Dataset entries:
________________________

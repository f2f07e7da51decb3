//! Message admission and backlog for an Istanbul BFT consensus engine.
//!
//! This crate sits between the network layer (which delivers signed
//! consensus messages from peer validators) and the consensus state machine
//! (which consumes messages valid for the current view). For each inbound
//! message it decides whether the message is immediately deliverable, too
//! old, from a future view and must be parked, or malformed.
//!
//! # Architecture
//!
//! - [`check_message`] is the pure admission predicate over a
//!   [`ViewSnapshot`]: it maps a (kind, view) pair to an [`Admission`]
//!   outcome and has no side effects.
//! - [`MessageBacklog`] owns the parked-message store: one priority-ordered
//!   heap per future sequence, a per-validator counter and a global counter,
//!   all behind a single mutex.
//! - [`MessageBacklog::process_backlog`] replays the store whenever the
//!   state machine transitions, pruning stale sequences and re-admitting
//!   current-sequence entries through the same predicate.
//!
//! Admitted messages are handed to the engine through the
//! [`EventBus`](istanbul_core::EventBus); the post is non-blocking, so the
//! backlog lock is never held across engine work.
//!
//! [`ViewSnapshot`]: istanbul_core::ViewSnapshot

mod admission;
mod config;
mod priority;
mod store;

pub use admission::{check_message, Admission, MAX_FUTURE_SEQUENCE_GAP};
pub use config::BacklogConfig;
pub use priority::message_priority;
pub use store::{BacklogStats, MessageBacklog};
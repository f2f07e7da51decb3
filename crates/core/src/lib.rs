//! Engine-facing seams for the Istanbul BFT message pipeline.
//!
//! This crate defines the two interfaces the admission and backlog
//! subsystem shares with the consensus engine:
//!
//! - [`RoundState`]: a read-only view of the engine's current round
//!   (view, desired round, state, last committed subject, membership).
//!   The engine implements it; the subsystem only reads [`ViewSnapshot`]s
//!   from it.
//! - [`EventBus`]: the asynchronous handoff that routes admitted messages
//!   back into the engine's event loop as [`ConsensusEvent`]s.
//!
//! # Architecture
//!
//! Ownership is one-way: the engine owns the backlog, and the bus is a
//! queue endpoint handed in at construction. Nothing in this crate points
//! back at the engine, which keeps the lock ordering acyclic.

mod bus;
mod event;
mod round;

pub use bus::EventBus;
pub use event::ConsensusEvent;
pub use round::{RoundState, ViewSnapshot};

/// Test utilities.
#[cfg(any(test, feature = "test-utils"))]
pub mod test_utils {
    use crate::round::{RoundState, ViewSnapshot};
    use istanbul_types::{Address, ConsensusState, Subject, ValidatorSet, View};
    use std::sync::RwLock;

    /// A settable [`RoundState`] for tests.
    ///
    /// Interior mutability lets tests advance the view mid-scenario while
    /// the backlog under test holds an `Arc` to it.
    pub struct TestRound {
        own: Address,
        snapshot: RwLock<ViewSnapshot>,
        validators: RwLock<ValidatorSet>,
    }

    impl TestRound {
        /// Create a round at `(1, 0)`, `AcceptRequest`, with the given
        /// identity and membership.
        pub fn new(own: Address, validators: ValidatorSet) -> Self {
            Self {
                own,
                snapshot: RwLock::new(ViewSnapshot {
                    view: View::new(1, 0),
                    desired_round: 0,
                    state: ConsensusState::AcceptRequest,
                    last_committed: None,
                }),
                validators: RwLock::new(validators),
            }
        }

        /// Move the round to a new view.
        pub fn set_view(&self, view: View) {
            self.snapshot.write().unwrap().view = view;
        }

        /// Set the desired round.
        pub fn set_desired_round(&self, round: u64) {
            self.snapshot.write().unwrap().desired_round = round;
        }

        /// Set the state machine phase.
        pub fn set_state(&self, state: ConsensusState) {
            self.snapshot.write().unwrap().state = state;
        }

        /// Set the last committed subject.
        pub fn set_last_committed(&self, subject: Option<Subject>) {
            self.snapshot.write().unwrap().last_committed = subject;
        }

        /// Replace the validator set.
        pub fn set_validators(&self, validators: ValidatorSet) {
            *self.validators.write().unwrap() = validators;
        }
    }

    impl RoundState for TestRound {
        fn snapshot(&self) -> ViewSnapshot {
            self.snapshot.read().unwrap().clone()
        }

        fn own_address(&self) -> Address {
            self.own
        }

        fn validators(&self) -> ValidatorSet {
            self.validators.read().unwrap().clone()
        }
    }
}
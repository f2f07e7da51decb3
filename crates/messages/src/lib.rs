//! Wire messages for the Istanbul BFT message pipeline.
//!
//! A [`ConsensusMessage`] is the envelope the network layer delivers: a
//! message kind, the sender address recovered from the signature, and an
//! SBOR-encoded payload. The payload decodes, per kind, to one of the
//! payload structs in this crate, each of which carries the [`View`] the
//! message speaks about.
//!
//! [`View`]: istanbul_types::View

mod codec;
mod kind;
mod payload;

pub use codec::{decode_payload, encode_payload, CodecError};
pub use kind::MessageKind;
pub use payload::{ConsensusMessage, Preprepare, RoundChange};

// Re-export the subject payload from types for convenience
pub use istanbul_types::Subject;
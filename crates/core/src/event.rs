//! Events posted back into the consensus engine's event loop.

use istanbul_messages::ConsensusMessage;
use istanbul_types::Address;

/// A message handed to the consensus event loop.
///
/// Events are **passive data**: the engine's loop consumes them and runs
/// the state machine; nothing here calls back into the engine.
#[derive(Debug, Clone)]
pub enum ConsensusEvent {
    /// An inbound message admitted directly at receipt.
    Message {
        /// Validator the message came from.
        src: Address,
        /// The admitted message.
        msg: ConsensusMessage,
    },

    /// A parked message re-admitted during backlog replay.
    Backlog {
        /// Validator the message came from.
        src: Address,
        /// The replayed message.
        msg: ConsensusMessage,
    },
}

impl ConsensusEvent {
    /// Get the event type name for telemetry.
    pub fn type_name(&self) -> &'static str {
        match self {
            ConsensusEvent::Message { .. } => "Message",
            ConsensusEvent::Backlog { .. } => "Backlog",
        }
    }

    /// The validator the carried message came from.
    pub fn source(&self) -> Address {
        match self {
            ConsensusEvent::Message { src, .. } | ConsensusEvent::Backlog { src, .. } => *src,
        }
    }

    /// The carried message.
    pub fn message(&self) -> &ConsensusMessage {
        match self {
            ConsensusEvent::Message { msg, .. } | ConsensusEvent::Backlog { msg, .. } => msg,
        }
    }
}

________________________

Search each line of the entries for the string "Events", then say how many lines have it. Reply with the number only.

2